Saturday, 31 July 2010

Mónica Maria Hangs Up Her Cushion

Now here is a cushion not stitched for sitting upon! Mónica Maria López Godino from Spain has definitely put hers out of harm's way by framing it - and how wonderful it looks like this. This is another one of Steve Rousseau's inspired designs. You have made such a lovely heirloom piece Mónica and I hope you will be proudly showing it off to admirers for many, many more years to come. If you have not got your Needleprint free Ackworth cushion download just click here. What could be easier?

Friday, 30 July 2010

Visit a Lace Museum in Puy, France - Right Now!


I am very grateful to Marie-Louise Falissard for sending me details of some wonderful museums in the Lyons area of France to share with you. I hope in the coming weeks we can explore these together. I have always been fascinated by the making of lace and can sit and watch lace makers for hours. I know the visitors to our Montacute week were enthralled by the visit to Honiton museum and our guest speaker Pat Perryman who makes the lace jabots for the speakers of the House of Commons. If you click on the link here, you will be able to access a video which will take you on a virtual tour of the Centre d'Enseignement de la Dentelle au Fuseau
at the Museum of Puy-en-Velay. For those of you who do not know this region, this is a former volcanic area. All the sides of the volcanoes have been eroded over time leaving only the hard, steep basalt plugs - the astonishing landscape of fairy tale castles perched upon precipitous mountains. Thank you Marie-Louise!

Samplers at Auction

These two samplers are for auction next week. In case you are wondering how to go about bidding, you first need to register yourself with the auction house to provide proof of identity, so that they know how you are and that you are creditworthy as the auction depends very much on a high degree of trust on all sides. So if you are interested in items, make contact and find out what they need from you in the way of identification so that you can leave a bid on the books. This first sampler is for auction on 3rd August at Roseberry's in London. It is Lot number 858 with an estimate of £150-£250. Finished by Christian Shittler on May 21 1819, it is a pretty in oval format worked with an ode To my ever honoured parents. Surrounding the text are birds, trees and flowers, and all is encircled by a twining oval floral border which is set off to perfection by the verre eglomise frame. It measures 46cm x 43cm approximately.

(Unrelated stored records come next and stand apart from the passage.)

//! In-memory key-value storage using DashMap

use crate::traits::{KeyValueStore, StorageResult};
use async_trait::async_trait;
use dashmap::DashMap;
use std::sync::Arc;
use tracing::debug;

/// Process-local store; contents are lost on restart
#[derive(Clone, Default)]
pub struct MemoryStore {
	entries: Arc<DashMap<String, String>>,
}

impl MemoryStore {
	pub fn new() -> Self {
		Self::default()
	}

	pub fn len(&self) -> usize {
		self.entries.len()
	}

	pub fn is_empty(&self) -> bool {
		self.entries.is_empty()
	}
}

#[async_trait]
impl KeyValueStore for MemoryStore {
	async fn get(&self, key: &str) -> StorageResult<Option<String>> {
		Ok(self.entries.get(key).map(|v| v.clone()))
	}

	async fn set(&self, key: &str, value: String) -> StorageResult<()> {
		debug!("Storing {} bytes under '{}'", value.len(), key);
		self.entries.insert(key.to_string(), value);
		Ok(())
	}

	async fn remove(&self, key: &str) -> StorageResult<bool> {
		Ok(self.entries.remove(key).is_some())
	}

	async fn clear(&self) -> StorageResult<()> {
		self.entries.clear();
		Ok(())
	}
}

#[cfg(test)]
mod tests {
	use super::*;

	#[tokio::test]
	async fn test_set_get_remove() {
		let store = MemoryStore::new();
		assert_eq!(store.get("missing").await.unwrap(), None);

		store.set("k", "v".to_string()).await.unwrap();
		assert_eq!(store.get("k").await.unwrap().as_deref(), Some("v"));

		assert!(store.remove("k").await.unwrap());
		assert!(!store.remove("k").await.unwrap());
		assert!(store.is_empty());
	}

	#[tokio::test]
	async fn test_clones_share_entries() {
		let store = MemoryStore::new();
		let clone = store.clone();
		store.set("a", "1".to_string()).await.unwrap();
		assert_eq!(clone.get("a").await.unwrap().as_deref(), Some("1"));

		clone.clear().await.unwrap();
		assert_eq!(store.len(), 0);
	}
}
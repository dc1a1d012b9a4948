//! Kite API
//!
//! Axum router exposing balances, ENS profiles and routes to the front-end.

pub mod handlers;
pub mod router;
pub mod security;
pub mod state;

pub use router::create_router;
pub use state::AppState;
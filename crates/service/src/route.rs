//! Route acquisition: composer branch, fallback and ranking

use std::collections::HashMap;
use std::sync::Arc;

use kite_types::{
	sort_routes_by_best, AdapterError, ComposerQuoteRequest, Route, RouteAcquisition, RouteError,
	RouteRequest, RouteResult, RouteSource, RoutingClient, TokenAmount, ValidatedRouteRequest,
};
use tracing::{debug, info, warn};

use crate::calldata::build_contract_call;
use crate::vault::VaultRegistry;

/// Acquires ranked routes from the routing vendor
#[derive(Debug, Clone)]
pub struct RouteService {
	client: Arc<dyn RoutingClient>,
	vaults: VaultRegistry,
	kite_safes: HashMap<u64, String>,
}

impl RouteService {
	pub fn new(
		client: Arc<dyn RoutingClient>,
		vaults: VaultRegistry,
		kite_safes: HashMap<u64, String>,
	) -> Self {
		Self {
			client,
			vaults,
			kite_safes,
		}
	}

	pub fn vaults(&self) -> &VaultRegistry {
		&self.vaults
	}

	/// Validate `request` and acquire routes for it
	///
	/// Invalid requests are rejected before the vendor is contacted.
	pub async fn acquire(&self, request: &RouteRequest) -> RouteResult<RouteAcquisition> {
		let validated = request.validate()?;
		self.acquire_validated(&validated).await
	}

	pub async fn acquire_validated(
		&self,
		request: &ValidatedRouteRequest,
	) -> RouteResult<RouteAcquisition> {
		let to_chain = request.to_token.chain_id;

		let (routes, source) = match request.vault_address.as_deref() {
			Some(vault) if self.vaults.is_known(to_chain, vault) => {
				match self.composer_route(request, vault).await {
					Ok(route) => (vec![route], RouteSource::Composer),
					Err(e) => {
						warn!(
							"Composer quote for vault {} on chain {} failed, falling back to plain transfer routes: {}",
							vault, to_chain, e
						);
						(
							self.client.get_routes(request).await?,
							RouteSource::FallbackAfterComposerFailure,
						)
					},
				}
			},
			Some(vault) => {
				debug!(
					"Vault {} is not known on chain {}, requesting plain transfer routes",
					vault, to_chain
				);
				(self.client.get_routes(request).await?, RouteSource::Direct)
			},
			None => (self.client.get_routes(request).await?, RouteSource::Direct),
		};

		let routes: Vec<Route> = routes.into_iter().filter(Route::is_executable).collect();
		if routes.is_empty() {
			return Err(RouteError::NoRoutes);
		}

		info!(
			"Acquired {} route(s) from chain {} to chain {} ({:?})",
			routes.len(),
			request.from_token.chain_id,
			to_chain,
			source
		);

		Ok(RouteAcquisition {
			routes: sort_routes_by_best(routes),
			source,
		})
	}

	async fn composer_route(
		&self,
		request: &ValidatedRouteRequest,
		vault: &str,
	) -> kite_types::AdapterResult<Route> {
		let to_chain = request.to_token.chain_id;
		let contract_call = match self.kite_safes.get(&to_chain) {
			Some(kite_safe) => {
				let deposit_amount = self.guaranteed_arrival(request).await?;
				Some(build_contract_call(request, vault, kite_safe, &deposit_amount)?)
			},
			None => None,
		};

		debug!(
			"Requesting composer quote for vault {} on chain {} (kite safe: {})",
			vault,
			to_chain,
			contract_call.is_some()
		);

		self.client
			.get_composer_quote(&ComposerQuoteRequest {
				request: request.clone(),
				vault: vault.to_string(),
				contract_call,
			})
			.await
	}

	/// Minimum amount of the destination token the best plain route delivers
	///
	/// KiteSafe deposits exactly this much, so the payload never asks for
	/// more than the bridge guarantees.
	async fn guaranteed_arrival(
		&self,
		request: &ValidatedRouteRequest,
	) -> kite_types::AdapterResult<TokenAmount> {
		let routes: Vec<Route> = self
			.client
			.get_routes(request)
			.await?
			.into_iter()
			.filter(Route::is_executable)
			.collect();
		let best = sort_routes_by_best(routes)
			.into_iter()
			.next()
			.ok_or_else(|| AdapterError::NotFound {
				what: format!(
					"route to {} on chain {}",
					request.to_token.address, request.to_token.chain_id
				),
			})?;

		debug!(
			"Best plain route {} guarantees {} of {} on arrival",
			best.id, best.to_amount_min, best.to_token.symbol
		);
		Ok(best.to_amount_min)
	}
}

This George III pattern darned sampler with a central floral basket is very much reminiscent of the Norwich pattern darned samplers and it may be that S.A who worked this sampler in 1812 was from the Norwich area. The piece measures 34cm x 34.5cm and is for auction also on 3 August at Reeman Dansie of Colchester. Lot number 653 it has an estimate of £100-£150.


You might also like to see:

Wednesday, 28 July 2010

Stitching Retreat in Williamsburg * 1-3 October 2010


Sounds like bliss - 3 days' getaway in Williamsburg with time to catch up on projects and learn new techniques. This not-for-profit event is organized by Jeanine Koons and Merry Cox and will commence 9:00 am Friday morning 1 October. There will be lots of time to finish Holiday gifts or work on favourite projects. Your choice from menus for all your meals. Reservations have been made to go to the Whaling Company for dinner that evening. The trip to dinner is combined with a stop at the needlework shop, also the knitting and quilt shops. Lunch, and dinner will be in the hotel on Saturday. Brunch on Sunday.  The cost for 3 days' of stitching, coffee, four meals and stitching room: $70.00. Overnight accommodation at the hotel can be enjoyed for $80 per night for a single or double room. For more details just click here.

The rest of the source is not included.